Work required: Write out each line of the records that has "BigEndian" in it.

Dataset entries:
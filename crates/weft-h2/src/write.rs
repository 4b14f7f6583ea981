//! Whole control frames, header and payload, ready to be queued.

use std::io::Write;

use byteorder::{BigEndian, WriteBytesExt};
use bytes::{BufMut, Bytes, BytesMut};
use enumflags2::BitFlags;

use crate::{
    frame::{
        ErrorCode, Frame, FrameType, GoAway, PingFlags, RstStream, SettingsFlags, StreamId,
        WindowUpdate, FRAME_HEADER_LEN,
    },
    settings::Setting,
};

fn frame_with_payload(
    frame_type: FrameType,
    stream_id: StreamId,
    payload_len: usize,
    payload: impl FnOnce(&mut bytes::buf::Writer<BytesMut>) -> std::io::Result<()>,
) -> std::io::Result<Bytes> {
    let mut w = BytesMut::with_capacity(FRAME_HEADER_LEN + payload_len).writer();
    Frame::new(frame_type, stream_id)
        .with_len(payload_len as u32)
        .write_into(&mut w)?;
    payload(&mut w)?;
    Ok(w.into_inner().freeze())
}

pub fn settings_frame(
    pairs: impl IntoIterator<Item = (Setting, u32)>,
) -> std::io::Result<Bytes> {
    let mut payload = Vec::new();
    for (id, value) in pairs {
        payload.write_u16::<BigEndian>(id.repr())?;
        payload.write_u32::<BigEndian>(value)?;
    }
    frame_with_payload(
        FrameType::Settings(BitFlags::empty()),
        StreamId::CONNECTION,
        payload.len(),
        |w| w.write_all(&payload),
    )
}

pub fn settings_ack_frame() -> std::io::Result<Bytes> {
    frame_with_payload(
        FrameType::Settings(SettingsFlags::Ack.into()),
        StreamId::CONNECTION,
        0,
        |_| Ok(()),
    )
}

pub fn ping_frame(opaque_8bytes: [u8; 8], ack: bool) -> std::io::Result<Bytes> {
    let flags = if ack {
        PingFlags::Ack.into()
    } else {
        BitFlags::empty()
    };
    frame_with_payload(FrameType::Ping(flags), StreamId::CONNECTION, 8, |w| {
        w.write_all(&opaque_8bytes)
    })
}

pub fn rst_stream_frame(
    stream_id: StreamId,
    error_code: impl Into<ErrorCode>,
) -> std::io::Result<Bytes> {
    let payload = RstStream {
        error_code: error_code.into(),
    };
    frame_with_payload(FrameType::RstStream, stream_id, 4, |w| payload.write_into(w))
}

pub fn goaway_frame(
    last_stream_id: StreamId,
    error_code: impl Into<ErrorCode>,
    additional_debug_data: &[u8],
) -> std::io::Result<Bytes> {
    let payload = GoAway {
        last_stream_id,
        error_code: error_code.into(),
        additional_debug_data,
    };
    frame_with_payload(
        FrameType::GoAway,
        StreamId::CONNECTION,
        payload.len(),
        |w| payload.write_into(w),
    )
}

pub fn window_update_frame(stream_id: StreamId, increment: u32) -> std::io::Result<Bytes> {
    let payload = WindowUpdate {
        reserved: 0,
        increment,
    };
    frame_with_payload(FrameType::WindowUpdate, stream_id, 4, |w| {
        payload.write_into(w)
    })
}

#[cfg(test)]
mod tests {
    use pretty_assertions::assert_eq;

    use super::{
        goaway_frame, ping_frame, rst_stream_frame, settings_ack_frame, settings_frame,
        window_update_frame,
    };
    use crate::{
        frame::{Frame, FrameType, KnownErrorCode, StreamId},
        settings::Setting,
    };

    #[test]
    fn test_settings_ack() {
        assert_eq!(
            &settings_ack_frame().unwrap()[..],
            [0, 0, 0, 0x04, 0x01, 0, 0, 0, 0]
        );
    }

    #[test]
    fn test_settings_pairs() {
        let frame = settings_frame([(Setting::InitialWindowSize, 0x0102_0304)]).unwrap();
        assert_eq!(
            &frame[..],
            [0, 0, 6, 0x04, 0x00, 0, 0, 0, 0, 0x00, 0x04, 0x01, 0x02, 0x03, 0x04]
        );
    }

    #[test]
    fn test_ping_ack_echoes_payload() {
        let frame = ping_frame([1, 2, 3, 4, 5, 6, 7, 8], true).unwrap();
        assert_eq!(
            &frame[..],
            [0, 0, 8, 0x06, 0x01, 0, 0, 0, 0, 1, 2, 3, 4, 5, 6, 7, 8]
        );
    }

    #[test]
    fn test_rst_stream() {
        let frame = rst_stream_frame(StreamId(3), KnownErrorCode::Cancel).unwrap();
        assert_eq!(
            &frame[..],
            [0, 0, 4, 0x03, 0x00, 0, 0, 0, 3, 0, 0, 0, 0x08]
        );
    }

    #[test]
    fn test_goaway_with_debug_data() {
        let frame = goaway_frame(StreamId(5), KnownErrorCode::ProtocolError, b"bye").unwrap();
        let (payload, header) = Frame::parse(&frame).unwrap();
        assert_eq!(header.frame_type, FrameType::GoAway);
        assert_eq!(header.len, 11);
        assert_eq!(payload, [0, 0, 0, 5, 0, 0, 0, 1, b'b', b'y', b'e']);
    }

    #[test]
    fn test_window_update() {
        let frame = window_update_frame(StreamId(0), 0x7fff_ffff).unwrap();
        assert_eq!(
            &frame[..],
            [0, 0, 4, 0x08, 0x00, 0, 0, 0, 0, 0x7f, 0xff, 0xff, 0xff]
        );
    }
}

Answer box:
use byteorder::{BigEndian, WriteBytesExt};
        payload.write_u16::<BigEndian>(id.repr())?;
        payload.write_u32::<BigEndian>(value)?;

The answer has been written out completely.